Vroeger thuis, toen ik klein was, was roggebrood het hoofdvoedsel. We kregen alleen ’s zondags wittebrood, wek zeiden we daar tegen in Horst, wek. Dat was zo vijfenzeventig procent tarwemeel en vijfentwintig procent tarwebloem. Maar roggebrood was zuiver roggemeel en dat werd toen het meest gegeten.

Roggebrood is heel veel verminderd. Ik heb een bakkerij, daar zit alles in, de vloerbakkerij, witbrood, beschuit, roggebrood, de hele bliksemse boel. Maar de jeugd eet haast geen roggebrood. Het is nou hoofdzakelijk meer op tarwebrood overgegaan. En dat is allemaal gekomen door reclame op plaatsen, maar ook door bejaardenverenigingen die allemaal bijeenkomen. En de medische dokters, die dat zeggen hè, dat tarwebrood gezonder is als wittebrood. En dat is ook zo. De mens mot de zemelen hebben en in wittebrood daar zit gene zemelen in. Zemelen daar zitten vitaminen in, ook voor jongeren, voor ieder mens is dat. Vooral voor zittende mensen. Als er geen wittebrood was, dan waren er heel wat minder mensen in het ziekenhoes. Ik eet altied roggebrood en tarwebrood, nooit geen wittebrood. Nooit!

Maar vroeger was het allemaal roggebrood met spek, het hoofdvoedsel zal ik maar zeggen. Maar dat is er allebei niet meer. De jeugd wil niemes geen spek. Maar ik heb iedere mergen, vanaf dat het kouder begint te worden tot april, mei toe. Iedere mergen gebrooien spek en ’s avonds ook nog gekookt spek. Maar dat is niet meer. En trouwens, het is niet meer lekker ook niet, allemaal dat kunstmatig, dat eenzijdig voeren…… die verkens is het niet meer, het is ook een ander soort varken tegenwoordig.

 

Maar wat we vroeger wel hadden soms, dat was slechte bloem. Nou is dat allemaal beter. Als we slechte bloem hadden haalden we natuurlijk slecht brood uit de oven. Tegenwoordig komt dat allemaal van de fabrieken, dat is altijd constant. Als je vroeger een hete zomer had, nattigheid en broeierig, dan begonnen die korenaren te schieten, ja en daar konde geen brood van maken. Daar zat genen bakaard meer in en dan kreegde daar zo’n gebogen donkere streep, een waterstreep in. Rim, zeggen ze hier, dat was precies leer. Maar nou kunt ge precies alles maken. Vroeger toen je geen thermometers had toen was het met die degen zo, dan waren ze wat te warm en dan moeste vlug zijn, ze vlug weg werken. En dan moeste goed op de oven letten met die takkenbossen. Nou staat alles aangegeven. Ge draait maar een knopje, dan hoef je niet meer naar die oven te kijken. Maar toen moeste overal alles in de gaten houden. Toen was het dag en nacht werken en nou is het acht uur werken…..

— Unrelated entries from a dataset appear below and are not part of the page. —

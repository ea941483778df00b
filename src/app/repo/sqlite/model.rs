use super::{
    fmt_time, get_bool, get_i64, get_opt_text, get_text, get_time, insert_err, opt_text_value,
    SqliteRepo,
};
use crate::core::model::provider::{
    Model, ModelInsert, Provider, ProviderInsert, ProviderKind, ProviderUpdate,
};
use crate::core::repo::model::ModelRepo;
use crate::error::{EesErr, EesError};
use crate::map_err;
use chrono::Utc;
use libsql::{params_from_iter, Value};

const PROVIDER_COLUMNS: &str =
    "id, name, kind, base_url, api_key, metadata, created_at, updated_at";

const MODEL_COLUMNS: &str =
    "id, provider_id, name, display_name, is_active, metadata, created_at, updated_at";

#[async_trait::async_trait]
impl ModelRepo for SqliteRepo {
    async fn insert_provider(&self, provider: ProviderInsert<'_>) -> Result<Provider, EesError> {
        let now = fmt_time(Utc::now());
        let metadata = json_value(provider.metadata)?;

        let mut rows = self
            .conn()
            .query(
                &format!(
                    "INSERT INTO providers (name, kind, base_url, api_key, metadata,
                                            created_at, updated_at)
                     VALUES (?1, ?2, ?3, ?4, ?5, ?6, ?6)
                     RETURNING {PROVIDER_COLUMNS}"
                ),
                libsql::params![
                    provider.name,
                    provider.kind.as_str(),
                    provider.base_url,
                    opt_text_value(provider.api_key),
                    metadata,
                    now,
                ],
            )
            .await
            .map_err(|e| {
                insert_err(
                    e,
                    format!("Provider '{}' at '{}'", provider.kind, provider.base_url),
                )
            })?;

        match map_err!(rows.next().await) {
            Some(row) => read_provider(&row),
            None => unreachable!("INSERT RETURNING yields a row"),
        }
    }

    async fn get_provider(&self, id: i64) -> Result<Option<Provider>, EesError> {
        let mut rows = map_err!(
            self.conn()
                .query(
                    &format!("SELECT {PROVIDER_COLUMNS} FROM providers WHERE id = ?1"),
                    libsql::params![id],
                )
                .await
        );

        match map_err!(rows.next().await) {
            Some(row) => Ok(Some(read_provider(&row)?)),
            None => Ok(None),
        }
    }

    async fn get_provider_by_endpoint(
        &self,
        kind: ProviderKind,
        base_url: &str,
    ) -> Result<Option<Provider>, EesError> {
        let mut rows = map_err!(
            self.conn()
                .query(
                    &format!(
                        "SELECT {PROVIDER_COLUMNS} FROM providers
                         WHERE kind = ?1 AND base_url = ?2"
                    ),
                    libsql::params![kind.as_str(), base_url],
                )
                .await
        );

        match map_err!(rows.next().await) {
            Some(row) => Ok(Some(read_provider(&row)?)),
            None => Ok(None),
        }
    }

    async fn list_providers(&self) -> Result<Vec<Provider>, EesError> {
        let mut rows = map_err!(
            self.conn()
                .query(
                    &format!("SELECT {PROVIDER_COLUMNS} FROM providers ORDER BY id ASC"),
                    (),
                )
                .await
        );

        let mut providers = Vec::new();
        while let Some(row) = map_err!(rows.next().await) {
            providers.push(read_provider(&row)?);
        }
        Ok(providers)
    }

    async fn update_provider(
        &self,
        id: i64,
        update: ProviderUpdate<'_>,
    ) -> Result<bool, EesError> {
        let mut sets = Vec::new();
        let mut values: Vec<Value> = Vec::new();

        if let Some(name) = update.name {
            sets.push("name = ?");
            values.push(Value::Text(name.to_string()));
        }
        if let Some(base_url) = update.base_url {
            sets.push("base_url = ?");
            values.push(Value::Text(base_url.to_string()));
        }
        if let Some(api_key) = update.api_key {
            sets.push("api_key = ?");
            values.push(Value::Text(api_key.to_string()));
        }
        if let Some(metadata) = update.metadata {
            sets.push("metadata = ?");
            values.push(Value::Text(map_err!(serde_json::to_string(metadata))));
        }

        sets.push("updated_at = ?");
        values.push(Value::Text(fmt_time(Utc::now())));
        values.push(Value::Integer(id));

        let affected = map_err!(
            self.conn()
                .execute(
                    &format!("UPDATE providers SET {} WHERE id = ?", sets.join(", ")),
                    params_from_iter(values),
                )
                .await
        );
        Ok(affected > 0)
    }

    async fn delete_provider(&self, id: i64) -> Result<bool, EesError> {
        let affected = map_err!(
            self.conn()
                .execute("DELETE FROM providers WHERE id = ?1", libsql::params![id])
                .await
        );
        Ok(affected > 0)
    }

    async fn insert_model(&self, model: ModelInsert<'_>) -> Result<Model, EesError> {
        let now = fmt_time(Utc::now());
        let metadata = json_value(model.metadata)?;

        let mut rows = self
            .conn()
            .query(
                &format!(
                    "INSERT INTO models (provider_id, name, display_name, is_active,
                                         metadata, created_at, updated_at)
                     VALUES (?1, ?2, ?3, ?4, ?5, ?6, ?6)
                     RETURNING {MODEL_COLUMNS}"
                ),
                libsql::params![
                    model.provider_id,
                    model.name,
                    opt_text_value(model.display_name),
                    model.is_active as i64,
                    metadata,
                    now,
                ],
            )
            .await
            .map_err(|e| insert_err(e, format!("Model '{}'", model.name)))?;

        match map_err!(rows.next().await) {
            Some(row) => read_model(&row),
            None => unreachable!("INSERT RETURNING yields a row"),
        }
    }

    async fn get_model(&self, id: i64) -> Result<Option<Model>, EesError> {
        let mut rows = map_err!(
            self.conn()
                .query(
                    &format!("SELECT {MODEL_COLUMNS} FROM models WHERE id = ?1"),
                    libsql::params![id],
                )
                .await
        );

        match map_err!(rows.next().await) {
            Some(row) => Ok(Some(read_model(&row)?)),
            None => Ok(None),
        }
    }

    async fn find_model_by_name(&self, name: &str) -> Result<Option<Model>, EesError> {
        let mut rows = map_err!(
            self.conn()
                .query(
                    &format!("SELECT {MODEL_COLUMNS} FROM models WHERE name = ?1"),
                    libsql::params![name],
                )
                .await
        );

        match map_err!(rows.next().await) {
            Some(row) => Ok(Some(read_model(&row)?)),
            None => Ok(None),
        }
    }

    async fn list_models(&self) -> Result<Vec<Model>, EesError> {
        let mut rows = map_err!(
            self.conn()
                .query(
                    &format!("SELECT {MODEL_COLUMNS} FROM models ORDER BY id ASC"),
                    (),
                )
                .await
        );

        let mut models = Vec::new();
        while let Some(row) = map_err!(rows.next().await) {
            models.push(read_model(&row)?);
        }
        Ok(models)
    }

    async fn delete_model(&self, id: i64) -> Result<bool, EesError> {
        let affected = map_err!(
            self.conn()
                .execute("DELETE FROM models WHERE id = ?1", libsql::params![id])
                .await
        );
        Ok(affected > 0)
    }

    async fn active_model(&self) -> Result<Option<Model>, EesError> {
        let mut rows = map_err!(
            self.conn()
                .query(
                    &format!("SELECT {MODEL_COLUMNS} FROM models WHERE is_active = 1"),
                    (),
                )
                .await
        );

        match map_err!(rows.next().await) {
            Some(row) => Ok(Some(read_model(&row)?)),
            None => Ok(None),
        }
    }

    async fn deactivate_all_models(&self, tx: &mut Self::Tx) -> Result<(), EesError> {
        map_err!(
            tx.execute(
                "UPDATE models SET is_active = 0, updated_at = ?1 WHERE is_active = 1",
                libsql::params![fmt_time(Utc::now())],
            )
            .await
        );
        Ok(())
    }

    async fn set_model_active(&self, id: i64, tx: &mut Self::Tx) -> Result<bool, EesError> {
        let affected = map_err!(
            tx.execute(
                "UPDATE models SET is_active = 1, updated_at = ?1 WHERE id = ?2",
                libsql::params![fmt_time(Utc::now()), id],
            )
            .await
        );
        Ok(affected > 0)
    }
}

fn json_value(metadata: Option<&serde_json::Value>) -> Result<Value, EesError> {
    match metadata {
        Some(m) => Ok(Value::Text(map_err!(serde_json::to_string(m)))),
        None => Ok(Value::Null),
    }
}

fn read_json(s: Option<String>) -> Result<Option<serde_json::Value>, EesError> {
    match s {
        Some(s) => Ok(Some(map_err!(serde_json::from_str(&s)))),
        None => Ok(None),
    }
}

fn read_provider(row: &libsql::Row) -> Result<Provider, EesError> {
    let kind = get_text(row, 2)?;
    let kind = kind.parse::<ProviderKind>().map_err(|e| {
        EesError::new(file!(), line!(), column!(), EesErr::MalformedRow(e))
    })?;

    Ok(Provider {
        id: get_i64(row, 0)?,
        name: get_text(row, 1)?,
        kind,
        base_url: get_text(row, 3)?,
        api_key: get_opt_text(row, 4)?,
        metadata: read_json(get_opt_text(row, 5)?)?,
        created_at: get_time(row, 6)?,
        updated_at: get_time(row, 7)?,
    })
}

fn read_model(row: &libsql::Row) -> Result<Model, EesError> {
    Ok(Model {
        id: get_i64(row, 0)?,
        provider_id: get_i64(row, 1)?,
        name: get_text(row, 2)?,
        display_name: get_opt_text(row, 3)?,
        is_active: get_bool(row, 4)?,
        metadata: read_json(get_opt_text(row, 5)?)?,
        created_at: get_time(row, 6)?,
        updated_at: get_time(row, 7)?,
    })
}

Ze hebben nou wat uitgevonden, ze maken ik zal maar zeggen vandaag dat deeg en dat rijzen dat gaat allemaal automatisch, vanzelf wordt dat geregeld in die kasten. En ’s morgens komen ze en dan is die deeg al klaar. Ze hoeven maar te komen en dan kunnen ze direct beginnen te bakken! Techniek.

 

Je moet ook secuur wezen hè. Want die van de warenwet uit Nijmegen die zeggen, Litjens heeft altijd hetzelfde brood. Dat heb ik ook, dat geet mie nooit mis. Maar ik zie ook secuur erop met die meters waarover ik verhaalde. Met die temperaturen, daar leet alles aan gelegen. Temperatuur, tijd en toevoegingen. Ik heb zoveul hulpen gehad met de feestdagen en zo, maar dan zag je die hulpen elkaar zo scheef aanzien: zo heb ik er nog nooit ene gezien. Dat moet allemaal op het minuut. Op het minuut.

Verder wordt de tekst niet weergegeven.